Hey everyone! I hope that you are looking forward to the new month of March and the start of spring!
The early moments of spring are so beautiful as we look around at how the weather is slowly changing, as are the wildlife and nature around us. We often don’t notice this precious time and let it go by without even realising it is here but it is one of the most amazing times of the year.
Here are a few things you can expect to see when you next visit the church grounds. I hope you enjoy reading! Best wishes, Chiara xx
Britain is home to 24 types of bumblebee, the first two species to appear in March are Bombus terrestris and Bombus lucorum. Terrestris is our largest bee species, and queens are an orange shade around the abdomen, when compared to lucorum’s more yellow stripes.
The ones coming out in March will be queen bees, who have slept underground or in bug hotels over the winter months. If you find a grounded bee during this time, it is likely to have been knocked down by a rain shower, and needs to get warm. If you’re feeling kind, pick her up on a piece of card and move her somewhere warm and preferably sunny.

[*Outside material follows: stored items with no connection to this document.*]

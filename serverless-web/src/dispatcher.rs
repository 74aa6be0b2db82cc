use std::any::Any;
use std::panic::{self, AssertUnwindSafe};
use std::sync::{Arc, Mutex, MutexGuard, PoisonError};
use tracing::{debug, error, info, warn};

use crate::error::DispatchError;
use crate::request::ProxyRequest;
use crate::response::ProxyResponse;
use crate::routing::HandlerContext;

type Bootstrap<C> = Box<dyn FnOnce() -> C + Send>;

enum State<C> {
    /// The context has not been built yet.
    Uninitialized(Bootstrap<C>),
    Ready(Arc<C>),
    /// The bootstrap panicked. Holds the panic message.
    Failed(String),
    Stopped,
}

/// Runs routed handlers against in-memory requests and responses.
///
/// The handler context is expensive to build, so it is built once, either up front with
/// [ProxyDispatcher::start] or on the first call with [ProxyDispatcher::new], and then shared
/// by all calls to [ProxyDispatcher::service]. Concurrent calls only share the context,
/// each one brings its own request and response.
pub struct ProxyDispatcher<C> {
    state: Mutex<State<C>>,
}

impl<C> ProxyDispatcher<C>
where
    C: HandlerContext + 'static,
{
    /// The context is built by `bootstrap` on the first call to `service` or `initialize`.
    pub fn new<F>(bootstrap: F) -> Self
    where
        F: FnOnce() -> C + Send + 'static,
    {
        Self {
            state: Mutex::new(State::Uninitialized(Box::new(bootstrap))),
        }
    }

    /// Starts with a context that is already built.
    pub fn start(context: C) -> Self {
        Self {
            state: Mutex::new(State::Ready(Arc::new(context))),
        }
    }

    /// Builds the context now rather than on the first request.
    /// Fails if the bootstrap panics, now or on an earlier call.
    ///
    /// # Panics
    /// If called after [ProxyDispatcher::stop].
    pub fn initialize(&self) -> Result<(), DispatchError> {
        self.context().map(|_| ())
    }

    pub fn is_ready(&self) -> bool {
        matches!(*self.lock(), State::Ready(_))
    }

    pub fn is_stopped(&self) -> bool {
        matches!(*self.lock(), State::Stopped)
    }

    /// The bootstrap panicked and every request fails with 500.
    pub fn is_failed(&self) -> bool {
        matches!(*self.lock(), State::Failed(_))
    }

    /// Resolves and runs the handler for the request.
    ///
    /// Never fails: every failure on the way, bootstrap and handler panics included, ends up
    /// as an error status and message on the response.
    ///
    /// # Panics
    /// If called after [ProxyDispatcher::stop].
    pub fn service(&self, request: &ProxyRequest, response: &mut ProxyResponse) {
        let context = match self.context() {
            Ok(context) => context,
            Err(e) => {
                record(request, response, &e);
                return;
            }
        };
        debug!("Servicing {} {}", request.method(), request.path());

        let outcome = panic::catch_unwind(AssertUnwindSafe(|| {
            let handler = context.resolve(request.method(), request.path())?;
            context.invoke(handler, request, response)
        }));

        let error = match outcome {
            Ok(Ok(())) => return,
            // 400 is for invocations that could not be turned into a request at all
            Ok(Err(DispatchError::BadRequest(message))) => DispatchError::failed(message),
            Ok(Err(e)) => e,
            Err(payload) => DispatchError::failed(panic_message(payload.as_ref())),
        };

        let error = context.handle_error(error, request);
        record(request, response, &error);
    }

    /// Releases the handler context. Calls in progress keep their reference until they finish.
    /// Stopping more than once does nothing.
    pub fn stop(&self) {
        let mut state = self.lock();
        match *state {
            State::Stopped => warn!("The dispatcher is already stopped"),
            _ => {
                *state = State::Stopped;
                info!("Dispatcher stopped");
            }
        }
    }

    /// Returns the context, building it first if needed.
    fn context(&self) -> Result<Arc<C>, DispatchError> {
        let mut state = self.lock();

        match std::mem::replace(&mut *state, State::Stopped) {
            State::Ready(context) => {
                *state = State::Ready(Arc::clone(&context));
                Ok(context)
            }
            State::Uninitialized(bootstrap) => {
                info!("Bootstrapping the handler context");
                match panic::catch_unwind(AssertUnwindSafe(bootstrap)) {
                    Ok(context) => {
                        let context = Arc::new(context);
                        *state = State::Ready(Arc::clone(&context));
                        Ok(context)
                    }
                    Err(payload) => {
                        let message = panic_message(payload.as_ref());
                        error!("Handler context bootstrap failed: {message}");
                        *state = State::Failed(message.clone());
                        Err(bootstrap_failed(&message))
                    }
                }
            }
            State::Failed(message) => {
                let err = bootstrap_failed(&message);
                *state = State::Failed(message);
                Err(err)
            }
            State::Stopped => panic!("ProxyDispatcher used after stop. It's a bug."),
        }
    }

    fn lock(&self) -> MutexGuard<'_, State<C>> {
        // the state is replaced atomically, so a poisoned lock still holds a consistent value
        self.state.lock().unwrap_or_else(PoisonError::into_inner)
    }
}

fn bootstrap_failed(message: &str) -> DispatchError {
    DispatchError::failed(format!("The handler context failed to start: {message}"))
}

/// Records the failure on the response. The message doubles as the body if the handler did not write anything.
fn record(request: &ProxyRequest, response: &mut ProxyResponse, error: &DispatchError) {
    info!(
        "{} {} failed with {}: {}",
        request.method(),
        request.path(),
        error.status(),
        error
    );

    if response.record_failure(error) && response.content().is_empty() {
        response.append(error.to_string().as_bytes());
    }
}

fn panic_message(panic: &(dyn Any + Send)) -> String {
    if let Some(s) = panic.downcast_ref::<&str>() {
        (*s).to_owned()
    } else if let Some(s) = panic.downcast_ref::<String>() {
        s.clone()
    } else {
        "The handler panicked".to_owned()
    }
}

Known as a “primitive flower”, having only sepals in its flower instead of petals, the wood anemone is a member of the buttercup family. Year-round the plant lies unobserved, having no foliage and resembling a root, until late February, when it bursts into a delicate white flower, with a yellow centre.
Muntjac can be found throughout the year in the churchyard. They can also breed throughout the year unlike other species of deer. Look out for fawns and deer grazing on the fungi and shrubs found easily on the grounds.
In March frogs emerge from hibernation and it doesn’t take much water for them to thrive. Carefully checkout the damper parts of the churchyard and where puddles are made after rainfall
Daffodils bloom from March to late April and form part of the narcissus family of which there are different varieties. Bumblebees are especially attracted to pollinate these beautiful flowers. You will find different varieties in the churchyard. Enjoy!